Stored items
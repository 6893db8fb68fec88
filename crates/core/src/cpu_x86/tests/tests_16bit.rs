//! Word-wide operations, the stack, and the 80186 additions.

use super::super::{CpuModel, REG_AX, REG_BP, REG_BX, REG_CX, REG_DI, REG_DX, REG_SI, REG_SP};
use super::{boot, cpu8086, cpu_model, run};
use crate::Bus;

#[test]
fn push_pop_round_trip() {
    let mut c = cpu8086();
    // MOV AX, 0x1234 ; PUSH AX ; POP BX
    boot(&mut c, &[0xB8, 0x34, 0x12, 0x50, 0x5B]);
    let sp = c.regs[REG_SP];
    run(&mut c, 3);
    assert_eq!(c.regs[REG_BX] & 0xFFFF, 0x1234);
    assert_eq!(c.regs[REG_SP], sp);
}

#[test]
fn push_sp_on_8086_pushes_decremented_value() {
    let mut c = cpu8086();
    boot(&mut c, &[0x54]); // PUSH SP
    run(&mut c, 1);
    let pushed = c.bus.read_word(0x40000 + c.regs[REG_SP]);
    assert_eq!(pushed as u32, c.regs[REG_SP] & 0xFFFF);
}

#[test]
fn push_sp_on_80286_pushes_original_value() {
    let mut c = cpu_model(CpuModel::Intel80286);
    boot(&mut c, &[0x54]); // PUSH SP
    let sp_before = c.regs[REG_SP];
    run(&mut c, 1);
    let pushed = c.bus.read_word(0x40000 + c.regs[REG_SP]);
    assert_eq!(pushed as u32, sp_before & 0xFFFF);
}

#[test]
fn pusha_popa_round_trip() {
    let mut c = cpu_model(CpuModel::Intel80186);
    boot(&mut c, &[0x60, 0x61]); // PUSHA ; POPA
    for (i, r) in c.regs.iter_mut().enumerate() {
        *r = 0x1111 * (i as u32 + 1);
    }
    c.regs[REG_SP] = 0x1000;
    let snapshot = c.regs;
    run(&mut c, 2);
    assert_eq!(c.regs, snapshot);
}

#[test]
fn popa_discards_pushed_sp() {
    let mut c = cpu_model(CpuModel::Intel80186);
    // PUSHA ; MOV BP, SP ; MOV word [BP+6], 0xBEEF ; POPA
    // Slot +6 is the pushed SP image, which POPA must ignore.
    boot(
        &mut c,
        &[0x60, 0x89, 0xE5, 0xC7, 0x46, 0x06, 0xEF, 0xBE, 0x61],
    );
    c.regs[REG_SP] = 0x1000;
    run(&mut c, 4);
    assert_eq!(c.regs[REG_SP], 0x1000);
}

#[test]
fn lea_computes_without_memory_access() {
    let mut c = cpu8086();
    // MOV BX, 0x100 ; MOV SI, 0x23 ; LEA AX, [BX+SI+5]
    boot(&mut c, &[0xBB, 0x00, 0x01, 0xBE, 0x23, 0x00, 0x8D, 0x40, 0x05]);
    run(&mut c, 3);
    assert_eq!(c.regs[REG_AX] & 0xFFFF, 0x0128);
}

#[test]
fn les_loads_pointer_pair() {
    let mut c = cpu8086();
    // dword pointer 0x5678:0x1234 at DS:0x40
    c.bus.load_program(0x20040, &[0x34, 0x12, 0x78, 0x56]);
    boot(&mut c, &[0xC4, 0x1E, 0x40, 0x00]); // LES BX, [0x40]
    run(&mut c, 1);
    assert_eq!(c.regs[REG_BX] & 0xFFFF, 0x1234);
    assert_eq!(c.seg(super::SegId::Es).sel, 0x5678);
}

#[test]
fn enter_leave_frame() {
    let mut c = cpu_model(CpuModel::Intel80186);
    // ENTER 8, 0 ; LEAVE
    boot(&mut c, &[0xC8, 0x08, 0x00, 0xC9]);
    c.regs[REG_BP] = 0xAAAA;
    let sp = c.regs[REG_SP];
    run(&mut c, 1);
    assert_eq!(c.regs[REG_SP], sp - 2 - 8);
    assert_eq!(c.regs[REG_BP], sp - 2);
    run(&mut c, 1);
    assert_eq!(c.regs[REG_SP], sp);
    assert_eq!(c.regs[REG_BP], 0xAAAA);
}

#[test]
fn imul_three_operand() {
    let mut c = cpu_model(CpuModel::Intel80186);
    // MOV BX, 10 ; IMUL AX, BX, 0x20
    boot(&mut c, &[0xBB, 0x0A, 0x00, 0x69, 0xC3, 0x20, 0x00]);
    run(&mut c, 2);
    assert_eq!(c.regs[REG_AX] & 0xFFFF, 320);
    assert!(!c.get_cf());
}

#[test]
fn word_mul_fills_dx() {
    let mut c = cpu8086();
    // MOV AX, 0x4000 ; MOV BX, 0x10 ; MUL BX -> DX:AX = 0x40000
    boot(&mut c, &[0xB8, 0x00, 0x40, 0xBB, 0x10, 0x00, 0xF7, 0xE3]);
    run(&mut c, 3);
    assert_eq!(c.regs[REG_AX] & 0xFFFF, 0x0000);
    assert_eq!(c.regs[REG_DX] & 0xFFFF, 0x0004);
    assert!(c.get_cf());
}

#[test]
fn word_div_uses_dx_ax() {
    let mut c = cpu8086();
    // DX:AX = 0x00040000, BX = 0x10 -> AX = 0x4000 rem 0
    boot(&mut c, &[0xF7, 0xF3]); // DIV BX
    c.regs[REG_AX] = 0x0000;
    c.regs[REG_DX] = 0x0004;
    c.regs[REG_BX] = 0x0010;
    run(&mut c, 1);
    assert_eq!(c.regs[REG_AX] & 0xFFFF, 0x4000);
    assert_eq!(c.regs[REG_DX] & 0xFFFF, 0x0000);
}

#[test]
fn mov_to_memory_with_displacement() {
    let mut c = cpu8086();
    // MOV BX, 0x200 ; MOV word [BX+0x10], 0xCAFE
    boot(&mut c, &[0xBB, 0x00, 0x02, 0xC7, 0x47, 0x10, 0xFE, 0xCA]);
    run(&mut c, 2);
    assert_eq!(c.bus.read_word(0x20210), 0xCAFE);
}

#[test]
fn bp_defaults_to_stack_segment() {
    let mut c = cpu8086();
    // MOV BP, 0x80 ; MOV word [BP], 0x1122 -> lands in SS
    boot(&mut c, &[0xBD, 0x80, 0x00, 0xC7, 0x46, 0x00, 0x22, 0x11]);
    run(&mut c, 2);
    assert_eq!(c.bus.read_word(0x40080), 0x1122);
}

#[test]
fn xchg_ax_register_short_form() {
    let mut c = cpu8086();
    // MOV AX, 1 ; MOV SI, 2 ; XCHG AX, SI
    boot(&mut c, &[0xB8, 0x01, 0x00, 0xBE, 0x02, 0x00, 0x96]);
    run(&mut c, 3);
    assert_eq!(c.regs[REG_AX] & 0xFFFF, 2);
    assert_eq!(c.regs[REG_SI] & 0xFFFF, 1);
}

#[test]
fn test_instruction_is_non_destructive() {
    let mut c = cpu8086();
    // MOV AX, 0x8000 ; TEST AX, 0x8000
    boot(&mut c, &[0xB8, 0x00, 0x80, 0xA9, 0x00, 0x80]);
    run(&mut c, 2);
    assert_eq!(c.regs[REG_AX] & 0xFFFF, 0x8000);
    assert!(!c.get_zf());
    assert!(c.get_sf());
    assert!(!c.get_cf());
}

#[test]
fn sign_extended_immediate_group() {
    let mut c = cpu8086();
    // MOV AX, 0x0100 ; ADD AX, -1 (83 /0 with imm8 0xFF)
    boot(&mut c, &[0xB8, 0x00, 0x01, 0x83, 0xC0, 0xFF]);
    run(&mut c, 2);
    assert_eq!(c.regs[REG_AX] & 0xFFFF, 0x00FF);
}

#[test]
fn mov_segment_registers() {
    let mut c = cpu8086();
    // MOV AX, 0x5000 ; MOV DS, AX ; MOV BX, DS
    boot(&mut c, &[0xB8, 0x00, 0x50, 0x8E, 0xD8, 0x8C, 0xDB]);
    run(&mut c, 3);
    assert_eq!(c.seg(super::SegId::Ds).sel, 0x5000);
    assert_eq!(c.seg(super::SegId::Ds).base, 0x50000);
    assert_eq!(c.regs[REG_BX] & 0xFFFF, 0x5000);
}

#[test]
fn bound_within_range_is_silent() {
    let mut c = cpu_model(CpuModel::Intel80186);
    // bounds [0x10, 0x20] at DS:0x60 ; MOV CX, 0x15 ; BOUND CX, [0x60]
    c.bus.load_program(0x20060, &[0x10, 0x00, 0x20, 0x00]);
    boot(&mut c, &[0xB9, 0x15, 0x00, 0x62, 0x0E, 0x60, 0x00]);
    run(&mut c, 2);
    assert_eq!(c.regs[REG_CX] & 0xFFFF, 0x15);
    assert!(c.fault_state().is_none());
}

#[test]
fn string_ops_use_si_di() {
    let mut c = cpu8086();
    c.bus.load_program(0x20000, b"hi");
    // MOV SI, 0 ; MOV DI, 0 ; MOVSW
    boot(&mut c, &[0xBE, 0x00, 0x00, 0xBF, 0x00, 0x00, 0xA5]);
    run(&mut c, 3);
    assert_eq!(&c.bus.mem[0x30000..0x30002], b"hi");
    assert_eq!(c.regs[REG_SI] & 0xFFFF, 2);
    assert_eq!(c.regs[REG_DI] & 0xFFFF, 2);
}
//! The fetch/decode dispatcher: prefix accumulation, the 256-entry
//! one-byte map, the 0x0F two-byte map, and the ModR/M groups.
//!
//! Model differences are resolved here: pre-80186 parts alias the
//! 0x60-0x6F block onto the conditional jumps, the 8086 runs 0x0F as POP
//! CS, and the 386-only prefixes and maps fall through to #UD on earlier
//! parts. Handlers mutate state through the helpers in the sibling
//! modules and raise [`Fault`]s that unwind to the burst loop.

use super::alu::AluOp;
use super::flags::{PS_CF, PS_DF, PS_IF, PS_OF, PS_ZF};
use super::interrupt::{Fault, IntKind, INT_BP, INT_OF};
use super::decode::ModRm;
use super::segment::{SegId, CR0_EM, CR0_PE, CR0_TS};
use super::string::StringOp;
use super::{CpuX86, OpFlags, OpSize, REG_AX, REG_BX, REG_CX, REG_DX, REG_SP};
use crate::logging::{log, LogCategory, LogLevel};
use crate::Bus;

TASK BRIEF
Please give the number of lines above containing "snapshot" and nothing else.

EXERCISE SOLUTION
2